▶ Task goal: Set down, please, exactly the lines below that run from the line with "Cold sources shared" to the line with "data and are", both lines included.

----- Available data -----

//! The Single contract: exactly one value or an error.
//!
//! ```rust
//! use rxsingle::prelude::*;
//!
//! // Zipping an empty list fails, so the error type has to absorb
//! // `NoSuchElementError`.
//! let total = single::zip(
//!   vec![
//!     single::just::<_, NoSuchElementError>(1).box_it(),
//!     single::just(2).map(|v| v * 10).box_it(),
//!   ],
//!   |values: Vec<i32>| values.into_iter().sum::<i32>(),
//! )
//! .blocking_get();
//! assert_eq!(total, Ok(21));
//! ```
//!
//! Most operators run on the Maybe core: the source is lifted with
//! [`SingleAsMaybe`] and narrowed back with [`MaybeAsSingle`], or with
//! [`MaybeToSingle`] where the operator can end without a value.

use crate::{
  adapter::{CompletableAsMaybe, MaybeAsCompletable, MaybeAsSingle, MaybeToSingle, SingleAsMaybe},
  completable::CompletableSource,
  emitter::{Create, SingleEmitter},
  error::{CompositeError, NoSuchElementError, TimeoutError},
  factory::{Defer, Fail, Just, Never, Timer},
  maybe::MaybeSource,
  observable::ObservableSource,
  observer::{FnObserver, SingleObserver, Tracked},
  ops::{
    amb::Amb,
    blocking,
    box_it::BoxedSingle,
    cache::Cache,
    concat::Concat,
    concat_eager::ConcatEager,
    delay::Delay,
    flat_map::{attempt_single, Attempt, FlatMap, FlatMapObservable},
    map::{Filter, Map, TryMap},
    observe_on::ObserveOn,
    on_error::{OnErrorComplete, OnErrorResumeNext, OnErrorReturn},
    on_terminate_detach::OnTerminateDetach,
    repeat::RepeatWhen,
    retry::{Retry, RetryPolicy, RetryWhen},
    subscribe_on::SubscribeOn,
    take_until::TakeUntil,
    timeout::{Timeout, TimeoutFailure},
    to_observable::ToObservable,
    unsubscribe_on::UnsubscribeOn,
    zip::{TryZip, Zip},
  },
  scheduler::{Duration, Scheduler},
  subject::PublishSubject,
  subscription::BoxedSubscription,
};

/// A cold or hot source of exactly one value or an error.
pub trait SingleSource: Send + Sync + 'static {
  type Item: Send + 'static;
  type Err: Send + 'static;

  /// Subscribes `observer`. Implementations call `on_subscribe` first and
  /// then at most one terminal method.
  fn actual_subscribe<O>(&self, observer: O)
  where
    O: SingleObserver<Self::Item, Self::Err>;
}

type Lifted<S> = SingleAsMaybe<S>;
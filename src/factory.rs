//! Cold sources shared by the `single`, `maybe` and `completable` factory
//! functions.
//!
//! Each source here implements [`MaybeSource`] only; the contract modules wrap
//! them in the matching adapter. `Empty` and `Never` carry no data and are
//! `Copy`, so every call to `maybe::empty()` hands out the same zero-sized
//! value.

use std::{marker::PhantomData, sync::Arc};

use crate::{
  cell::OnceSlot,
  maybe::MaybeSource,
  observer::MaybeObserver,
  scheduler::{Duration, Scheduler},
  subscription::{disposed, Subscription, SubscriptionCell},
};

// ==================== Just ====================

/// Succeeds with a clone of its value on every subscription.
pub struct Just<Item, Err> {
  value: Item,
  _p: PhantomData<fn() -> Err>,
}

impl<Item, Err> Just<Item, Err> {
  pub(crate) fn new(value: Item) -> Self { Self { value, _p: PhantomData } }
}

impl<Item: Clone, Err> Clone for Just<Item, Err> {
  fn clone(&self) -> Self { Self::new(self.value.clone()) }
}

impl<Item, Err> MaybeSource for Just<Item, Err>
where
  Item: Clone + Send + Sync + 'static,
  Err: Send + 'static,
{
  type Item = Item;
  type Err = Err;

  fn actual_subscribe<O>(&self, mut observer: O)
  where
    O: MaybeObserver<Self::Item, Self::Err>,
  {
    observer.on_subscribe(disposed());
    observer.on_success(self.value.clone());
  }
}

// ==================== Fail ====================

/// Fails with a clone of its error on every subscription.
pub struct Fail<Item, Err> {
  err: Err,
  _p: PhantomData<fn() -> Item>,
}

impl<Item, Err> Fail<Item, Err> {
  pub(crate) fn new(err: Err) -> Self { Self { err, _p: PhantomData } }
}

impl<Item, Err: Clone> Clone for Fail<Item, Err> {
  fn clone(&self) -> Self { Self::new(self.err.clone()) }
}

impl<Item, Err> MaybeSource for Fail<Item, Err>
where
  Item: Send + 'static,
  Err: Clone + Send + Sync + 'static,
{
  type Item = Item;
  type Err = Err;

  fn actual_subscribe<O>(&self, mut observer: O)
  where
    O: MaybeObserver<Self::Item, Self::Err>,
  {
    observer.on_subscribe(disposed());
    observer.on_error(self.err.clone());
  }
}

// ==================== Empty / Never ====================

pub struct Empty<Item, Err>(PhantomData<fn() -> (Item, Err)>);

pub struct Never<Item, Err>(PhantomData<fn() -> (Item, Err)>);

impl<Item, Err> Empty<Item, Err> {
  pub(crate) const fn new() -> Self { Self(PhantomData) }
}

impl<Item, Err> Never<Item, Err> {
  pub(crate) const fn new() -> Self { Self(PhantomData) }
}

// Derives would demand `Item: Copy`.
impl<Item, Err> Clone for Empty<Item, Err> {
  fn clone(&self) -> Self { *self }
}
impl<Item, Err> Copy for Empty<Item, Err> {}

impl<Item, Err> Clone for Never<Item, Err> {
  fn clone(&self) -> Self { *self }
}
impl<Item, Err> Copy for Never<Item, Err> {}

impl<Item, Err> MaybeSource for Empty<Item, Err>
where
  Item: Send + 'static,
  Err: Send + 'static,
{
  type Item = Item;
  type Err = Err;

  fn actual_subscribe<O>(&self, mut observer: O)
  where
    O: MaybeObserver<Self::Item, Self::Err>,
  {
    observer.on_subscribe(disposed());
    observer.on_complete();
  }
}

impl<Item, Err> MaybeSource for Never<Item, Err>
where
  Item: Send + 'static,
  Err: Send + 'static,
{
  type Item = Item;
  type Err = Err;

  /// Keeps nothing: the observer is dropped right away and no signal ever
  /// arrives.
  fn actual_subscribe<O>(&self, mut observer: O)
  where
    O: MaybeObserver<Self::Item, Self::Err>,
  {
    observer.on_subscribe(Arc::new(SubscriptionCell::new()));
  }
}

// ==================== Defer ====================

/// Calls the factory on every subscription and subscribes to what it returns.
pub struct Defer<F, R, M> {
  factory: Arc<F>,
  lift: fn(R) -> M,
}

impl<F, R, M> Defer<F, R, M> {
  pub(crate) fn new(factory: F, lift: fn(R) -> M) -> Self {
    Self { factory: Arc::new(factory), lift }
  }
}

impl<F, R, M> Clone for Defer<F, R, M> {
  fn clone(&self) -> Self { Self { factory: self.factory.clone(), lift: self.lift } }
}

impl<F, R, M> MaybeSource for Defer<F, R, M>
where
  F: Fn() -> R + Send + Sync + 'static,
  R: 'static,
  M: MaybeSource,
{
  type Item = M::Item;
  type Err = M::Err;

  fn actual_subscribe<O>(&self, observer: O)
  where
    O: MaybeObserver<Self::Item, Self::Err>,
  {
    (self.lift)((self.factory)()).actual_subscribe(observer)
  }
}

// ==================== Timer ====================

/// Succeeds with `0` once `delay` has elapsed on the scheduler.
pub struct Timer<Err, Sch> {
  delay: Duration,
  scheduler: Sch,
  _p: PhantomData<fn() -> Err>,
}

impl<Err, Sch> Timer<Err, Sch> {
  pub(crate) fn new(delay: Duration, scheduler: Sch) -> Self {
    Self { delay, scheduler, _p: PhantomData }
  }
}

impl<Err, Sch: Clone> Clone for Timer<Err, Sch> {
  fn clone(&self) -> Self { Self::new(self.delay, self.scheduler.clone()) }
}

impl<Err, Sch> MaybeSource for Timer<Err, Sch>
where
  Err: Send + 'static,
  Sch: Scheduler,
{
  type Item = u64;
  type Err = Err;

  fn actual_subscribe<O>(&self, mut observer: O)
  where
    O: MaybeObserver<Self::Item, Self::Err>,
  {
    let state =
      Arc::new(TimerState { downstream: OnceSlot::empty(), task: SubscriptionCell::new() });
    observer.on_subscribe(state.clone());
    if state.downstream.put(observer).is_err() {
      return;
    }
    let c_state = state.clone();
    let handle = self.scheduler.schedule(
      Box::new(move || {
        if let Some(observer) = c_state.downstream.take() {
          observer.on_success(0);
        }
      }),
      Some(self.delay),
    );
    state.task.try_set(Arc::new(handle));
  }
}

struct TimerState<O> {
  downstream: OnceSlot<O>,
  task: SubscriptionCell,
}

impl<O: Send> Subscription for TimerState<O> {
  fn unsubscribe(&self) {
    drop(self.downstream.take());
    self.task.unsubscribe();
  }

  fn is_closed(&self) -> bool { self.downstream.is_closed() }
}
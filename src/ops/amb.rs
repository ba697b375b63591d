//! Mirrors whichever source signals first.
//!
//! Every source is subscribed in order until one of them has won. The first
//! terminal signal claims the winner index with a compare-and-swap; the
//! winner disposes every other source and forwards its signal. Losers are
//! ignored.

use std::sync::{
  atomic::{AtomicUsize, Ordering},
  Arc,
};

use crate::{
  cell::OnceSlot,
  maybe::MaybeSource,
  observer::MaybeObserver,
  subscription::{BoxedSubscription, Subscription, SubscriptionList},
};

const NO_WINNER: usize = usize::MAX;

/// The first of `sources` to terminate wins. An empty list completes.
pub struct Amb<S> {
  sources: Vec<S>,
}

impl<S> Amb<S> {
  pub(crate) fn new(sources: Vec<S>) -> Self { Self { sources } }
}

impl<S: MaybeSource> MaybeSource for Amb<S> {
  type Item = S::Item;
  type Err = S::Err;

  fn actual_subscribe<O>(&self, mut observer: O)
  where
    O: MaybeObserver<Self::Item, Self::Err>,
  {
    let state = Arc::new(AmbState {
      downstream: OnceSlot::empty(),
      winner: AtomicUsize::new(NO_WINNER),
      subscriptions: SubscriptionList::new(self.sources.len()),
    });
    observer.on_subscribe(state.clone());
    if self.sources.is_empty() {
      observer.on_complete();
      return;
    }
    if state.downstream.put(observer).is_err() {
      return;
    }
    for (index, source) in self.sources.iter().enumerate() {
      if state.winner.load(Ordering::Acquire) != NO_WINNER || state.downstream.is_closed() {
        break;
      }
      source.actual_subscribe(AmbObserver { state: state.clone(), index });
    }
  }
}

struct AmbState<O> {
  downstream: OnceSlot<O>,
  winner: AtomicUsize,
  subscriptions: SubscriptionList,
}

impl<O: Send> Subscription for AmbState<O> {
  fn unsubscribe(&self) {
    drop(self.downstream.take());
    self.subscriptions.unsubscribe();
  }

  fn is_closed(&self) -> bool { self.downstream.is_closed() }
}

pub struct AmbObserver<O> {
  state: Arc<AmbState<O>>,
  index: usize,
}

impl<O> AmbObserver<O> {
  fn win(&self) -> Option<O> {
    self
      .state
      .winner
      .compare_exchange(NO_WINNER, self.index, Ordering::AcqRel, Ordering::Acquire)
      .ok()?;
    self.state.subscriptions.unsubscribe_except(self.index);
    self.state.downstream.take()
  }
}

impl<Item, Err, O: MaybeObserver<Item, Err>> MaybeObserver<Item, Err> for AmbObserver<O> {
  fn on_subscribe(&mut self, subscription: BoxedSubscription) {
    self.state.subscriptions.get(self.index).try_set(subscription);
  }

  fn on_success(self, value: Item) {
    if let Some(observer) = self.win() {
      observer.on_success(value);
    }
  }

  fn on_complete(self) {
    if let Some(observer) = self.win() {
      observer.on_complete();
    }
  }

  fn on_error(self, err: Err) {
    if let Some(observer) = self.win() {
      observer.on_error(err);
    }
  }
}
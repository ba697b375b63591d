//! `map`, `try_map` and `filter` on the single-shot contracts.
//!
//! These are pass-through operators: the observer wrapper is moved upstream
//! and nothing is shared, so there is no race to resolve.

use std::sync::Arc;

use crate::{
  maybe::MaybeSource,
  observer::MaybeObserver,
  subscription::BoxedSubscription,
};

// ==================== Map ====================

/// Transforms the value with `f`.
pub struct Map<S, F> {
  pub(crate) source: S,
  pub(crate) f: Arc<F>,
}

impl<S, F> Map<S, F> {
  pub(crate) fn new(source: S, f: F) -> Self { Self { source, f: Arc::new(f) } }
}

impl<S, F, R> MaybeSource for Map<S, F>
where
  S: MaybeSource,
  F: Fn(S::Item) -> R + Send + Sync + 'static,
  R: Send + 'static,
{
  type Item = R;
  type Err = S::Err;

  fn actual_subscribe<O>(&self, observer: O)
  where
    O: MaybeObserver<Self::Item, Self::Err>,
  {
    self.source.actual_subscribe(MapObserver { observer, f: self.f.clone() })
  }
}

pub struct MapObserver<O, F> {
  observer: O,
  f: Arc<F>,
}

impl<Item, Err, R, O, F> MaybeObserver<Item, Err> for MapObserver<O, F>
where
  O: MaybeObserver<R, Err>,
  F: Fn(Item) -> R + Send + Sync + 'static,
{
  fn on_subscribe(&mut self, subscription: BoxedSubscription) {
    self.observer.on_subscribe(subscription)
  }

  fn on_success(self, value: Item) { self.observer.on_success((self.f)(value)) }

  fn on_complete(self) { self.observer.on_complete() }

  fn on_error(self, err: Err) { self.observer.on_error(err) }
}

// ==================== TryMap ====================

/// Transforms the value with a fallible `f`; a failure becomes the terminal
/// error.
pub struct TryMap<S, F> {
  pub(crate) source: S,
  pub(crate) f: Arc<F>,
}

impl<S, F> TryMap<S, F> {
  pub(crate) fn new(source: S, f: F) -> Self { Self { source, f: Arc::new(f) } }
}

impl<S, F, R> MaybeSource for TryMap<S, F>
where
  S: MaybeSource,
  F: Fn(S::Item) -> Result<R, S::Err> + Send + Sync + 'static,
  R: Send + 'static,
{
  type Item = R;
  type Err = S::Err;

  fn actual_subscribe<O>(&self, observer: O)
  where
    O: MaybeObserver<Self::Item, Self::Err>,
  {
    self.source.actual_subscribe(TryMapObserver { observer, f: self.f.clone() })
  }
}

pub struct TryMapObserver<O, F> {
  observer: O,
  f: Arc<F>,
}

impl<Item, Err, R, O, F> MaybeObserver<Item, Err> for TryMapObserver<O, F>
where
  O: MaybeObserver<R, Err>,
  F: Fn(Item) -> Result<R, Err> + Send + Sync + 'static,
{
  fn on_subscribe(&mut self, subscription: BoxedSubscription) {
    self.observer.on_subscribe(subscription)
  }

  fn on_success(self, value: Item) {
    match (self.f)(value) {
      Ok(mapped) => self.observer.on_success(mapped),
      Err(err) => self.observer.on_error(err),
    }
  }

  fn on_complete(self) { self.observer.on_complete() }

  fn on_error(self, err: Err) { self.observer.on_error(err) }
}

// ==================== Filter ====================

/// Keeps the value when `predicate` holds, otherwise completes empty.
pub struct Filter<S, F> {
  pub(crate) source: S,
  pub(crate) predicate: Arc<F>,
}

impl<S, F> Filter<S, F> {
  pub(crate) fn new(source: S, predicate: F) -> Self {
    Self { source, predicate: Arc::new(predicate) }
  }
}

impl<S, F> MaybeSource for Filter<S, F>
where
  S: MaybeSource,
  F: Fn(&S::Item) -> bool + Send + Sync + 'static,
{
  type Item = S::Item;
  type Err = S::Err;

  fn actual_subscribe<O>(&self, observer: O)
  where
    O: MaybeObserver<Self::Item, Self::Err>,
  {
    self
      .source
      .actual_subscribe(FilterObserver { observer, predicate: self.predicate.clone() })
  }
}

pub struct FilterObserver<O, F> {
  observer: O,
  predicate: Arc<F>,
}

impl<Item, Err, O, F> MaybeObserver<Item, Err> for FilterObserver<O, F>
where
  O: MaybeObserver<Item, Err>,
  F: Fn(&Item) -> bool + Send + Sync + 'static,
{
  fn on_subscribe(&mut self, subscription: BoxedSubscription) {
    self.observer.on_subscribe(subscription)
  }

  fn on_success(self, value: Item) {
    if (self.predicate)(&value) {
      self.observer.on_success(value)
    } else {
      self.observer.on_complete()
    }
  }

  fn on_complete(self) { self.observer.on_complete() }

  fn on_error(self, err: Err) { self.observer.on_error(err) }
}
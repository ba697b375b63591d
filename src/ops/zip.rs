//! Waits for a value from every source and combines them.
//!
//! Without delay-errors the first error or empty completion disposes the
//! other sources and terminates at once. With it, every source runs to the
//! end; the errors are then folded into one, and an empty source makes the
//! result complete empty. An empty list of sources completes.

use std::sync::{
  atomic::{AtomicBool, AtomicUsize, Ordering},
  Arc, Mutex,
};

use crate::{
  cell::OnceSlot,
  error::{fold_errors, CompositeError},
  maybe::MaybeSource,
  observer::MaybeObserver,
  ops::map::TryMap,
  subscription::{BoxedSubscription, Subscription, SubscriptionList},
};

pub struct Zip<S: MaybeSource, F> {
  sources: Vec<S>,
  zipper: Arc<F>,
  combine: Option<fn(CompositeError<S::Err>) -> S::Err>,
}

impl<S: MaybeSource, F> Zip<S, F> {
  pub(crate) fn new(sources: Vec<S>, zipper: F) -> Self {
    Self { sources, zipper: Arc::new(zipper), combine: None }
  }

  pub(crate) fn delay_errors(sources: Vec<S>, zipper: F) -> Self
  where
    S::Err: From<CompositeError<S::Err>>,
  {
    let combine: fn(CompositeError<S::Err>) -> S::Err = S::Err::from;
    Self { combine: Some(combine), ..Self::new(sources, zipper) }
  }
}

/// A [`Zip`] whose zipper may fail; its error becomes the terminal error.
pub type TryZip<S, F, R> = TryMap<Zip<S, F>, Unwrap<R, <S as MaybeSource>::Err>>;

pub type Unwrap<R, Err> = fn(Result<R, Err>) -> Result<R, Err>;

impl<S, F, R> Zip<S, F>
where
  S: MaybeSource,
  F: Fn(Vec<S::Item>) -> Result<R, S::Err> + Send + Sync + 'static,
  R: Send + 'static,
{
  pub(crate) fn fallible(self) -> TryZip<S, F, R> {
    let unwrap: Unwrap<R, S::Err> = std::convert::identity;
    TryMap::new(self, unwrap)
  }
}

impl<S, F, R> MaybeSource for Zip<S, F>
where
  S: MaybeSource,
  F: Fn(Vec<S::Item>) -> R + Send + Sync + 'static,
  R: Send + 'static,
{
  type Item = R;
  type Err = S::Err;

  fn actual_subscribe<O>(&self, mut observer: O)
  where
    O: MaybeObserver<Self::Item, Self::Err>,
  {
    let len = self.sources.len();
    let state = Arc::new(ZipState {
      downstream: OnceSlot::empty(),
      values: (0..len).map(|_| OnceSlot::empty()).collect(),
      remaining: AtomicUsize::new(len),
      subscriptions: SubscriptionList::new(len),
      zipper: self.zipper.clone(),
      combine: self.combine,
      errors: Mutex::new(Vec::new()),
      empty: AtomicBool::new(false),
    });
    observer.on_subscribe(state.clone());
    if len == 0 {
      observer.on_complete();
      return;
    }
    if state.downstream.put(observer).is_err() {
      return;
    }
    for (index, source) in self.sources.iter().enumerate() {
      if state.downstream.is_closed() {
        break;
      }
      source.actual_subscribe(ZipObserver { state: state.clone(), index });
    }
  }
}

struct ZipState<O, Item, Err, F> {
  downstream: OnceSlot<O>,
  values: Box<[OnceSlot<Item>]>,
  remaining: AtomicUsize,
  subscriptions: SubscriptionList,
  zipper: Arc<F>,
  combine: Option<fn(CompositeError<Err>) -> Err>,
  errors: Mutex<Vec<Err>>,
  empty: AtomicBool,
}

impl<O, Item, Err, F, R> ZipState<O, Item, Err, F>
where
  O: MaybeObserver<R, Err>,
  F: Fn(Vec<Item>) -> R,
{
  /// Fail-fast termination: whoever takes the downstream first.
  fn cut_short(&self, index: usize) -> Option<O> {
    let observer = self.downstream.take()?;
    self.subscriptions.unsubscribe_except(index);
    Some(observer)
  }

  /// Counts one more finished source and delivers once all are done.
  fn arrive(&self) {
    if self.remaining.fetch_sub(1, Ordering::AcqRel) != 1 {
      return;
    }
    let Some(observer) = self.downstream.take() else { return };
    let errors = std::mem::take(&mut *self.errors.lock().unwrap());
    if let Some(err) = self.combine.and_then(|combine| fold_errors(errors, combine)) {
      observer.on_error(err);
    } else if self.empty.load(Ordering::Acquire) {
      observer.on_complete();
    } else {
      let values = self.values.iter().filter_map(OnceSlot::take).collect();
      observer.on_success((self.zipper)(values));
    }
  }
}

impl<O: Send, Item: Send, Err: Send, F: Send + Sync> Subscription for ZipState<O, Item, Err, F> {
  fn unsubscribe(&self) {
    drop(self.downstream.take());
    self.subscriptions.unsubscribe();
  }

  fn is_closed(&self) -> bool { self.downstream.is_closed() }
}

pub struct ZipObserver<O, Item, Err, F> {
  state: Arc<ZipState<O, Item, Err, F>>,
  index: usize,
}

impl<O, Item, Err, F, R> MaybeObserver<Item, Err> for ZipObserver<O, Item, Err, F>
where
  O: MaybeObserver<R, Err>,
  F: Fn(Vec<Item>) -> R + Send + Sync + 'static,
  Item: Send + 'static,
  Err: Send + 'static,
{
  fn on_subscribe(&mut self, subscription: BoxedSubscription) {
    self.state.subscriptions.get(self.index).try_set(subscription);
  }

  fn on_success(self, value: Item) {
    let _ = self.state.values[self.index].put(value);
    self.state.arrive();
  }

  fn on_complete(self) {
    if self.state.combine.is_some() {
      self.state.empty.store(true, Ordering::Release);
      self.state.arrive();
    } else if let Some(observer) = self.state.cut_short(self.index) {
      observer.on_complete();
    }
  }

  fn on_error(self, err: Err) {
    if self.state.combine.is_some() {
      self.state.errors.lock().unwrap().push(err);
      self.state.arrive();
    } else if let Some(observer) = self.state.cut_short(self.index) {
      observer.on_error(err);
    }
  }
}

#[cfg(test)]
mod tests {
  use crate::{
    prelude::*,
    test_util::{Event, Failure, TestObserver},
  };

  #[rxsingle_macro::test]
  fn combines_every_value() {
    let first = SingleSubject::<i32, Failure>::new();
    let spy = TestObserver::<i32, Failure>::new();
    let sources = vec![first.clone().box_it(), single::just(2).box_it()];
    single::zip(sources, |v: Vec<i32>| v.iter().sum::<i32>()).subscribe_with(spy.clone());
    assert!(spy.is_empty());
    first.on_success(40);
    assert_eq!(spy.events(), vec![Event::Success(42)]);
  }

  #[rxsingle_macro::test]
  fn first_error_disposes_the_others() {
    let pending = MaybeSubject::<i32, &str>::new();
    let spy = TestObserver::<usize, &str>::new();
    maybe::zip(vec![pending.clone().box_it(), maybe::error("no").box_it()], |v: Vec<i32>| v.len())
      .subscribe_with(spy.clone());
    assert_eq!(spy.events(), vec![Event::Error("no")]);
    assert!(!pending.has_observers());
  }

  #[rxsingle_macro::test]
  fn empty_maybe_completes_the_zip() {
    let spy = TestObserver::<usize, &str>::new();
    maybe::zip(vec![maybe::just(1).box_it(), maybe::empty().box_it()], |v: Vec<i32>| v.len())
      .subscribe_with(spy.clone());
    assert_eq!(spy.events(), vec![Event::Complete]);
  }

  #[rxsingle_macro::test]
  fn delayed_errors_are_collected() {
    let spy = TestObserver::<usize, Failure>::new();
    maybe::zip_delay_errors(
      vec![
        maybe::error(Failure::Upstream("l")).box_it(),
        maybe::just(1).box_it(),
        maybe::error(Failure::Upstream("r")).box_it(),
      ],
      |v: Vec<i32>| v.len(),
    )
    .subscribe_with(spy.clone());
    assert_eq!(
      spy.events(),
      vec![Event::Error(Failure::Many(vec![Failure::Upstream("l"), Failure::Upstream("r")]))]
    );
  }

  #[rxsingle_macro::test]
  fn zipping_no_singles_has_no_element() {
    let spy = TestObserver::<usize, Failure>::new();
    single::zip(Vec::<SingleSubject<i32, Failure>>::new(), |v: Vec<i32>| v.len())
      .subscribe_with(spy.clone());
    assert_eq!(spy.events(), vec![Event::Error(Failure::Missing)]);
  }

  #[rxsingle_macro::test]
  fn failing_zipper_is_the_terminal_error() {
    let last = SingleSubject::<i32, Failure>::new();
    let spy = TestObserver::<i32, Failure>::new();
    single::try_zip(vec![single::just(1).box_it(), last.clone().box_it()], |v: Vec<i32>| {
      if v.contains(&0) {
        Err(Failure::Upstream("zero"))
      } else {
        Ok(v.iter().product())
      }
    })
    .subscribe_with(spy.clone());
    assert!(spy.is_empty());
    last.on_success(0);
    assert_eq!(spy.events(), vec![Event::Error(Failure::Upstream("zero"))]);

    let spy = TestObserver::<i32, &str>::new();
    maybe::try_zip(vec![maybe::just(3), maybe::just(4)], |v: Vec<i32>| Ok(v.iter().product()))
      .subscribe_with(spy.clone());
    assert_eq!(spy.events(), vec![Event::Success(12)]);
  }

  #[rxsingle_macro::test]
  fn fallible_zip_still_fails_fast_on_an_upstream_error() {
    let pending = MaybeSubject::<i32, &str>::new();
    let spy = TestObserver::<i32, &str>::new();
    maybe::try_zip(vec![pending.clone().box_it(), maybe::error("gone").box_it()], |v: Vec<i32>| {
      Ok(v[0])
    })
    .subscribe_with(spy.clone());
    assert_eq!(spy.events(), vec![Event::Error("gone")]);
    assert!(!pending.has_observers());
  }
}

-----

▶ Answer to this problem:
//! Cold sources shared by the `single`, `maybe` and `completable` factory
//! functions.
//!
//! Each source here implements [`MaybeSource`] only; the contract modules wrap
//! them in the matching adapter. `Empty` and `Never` carry no data and are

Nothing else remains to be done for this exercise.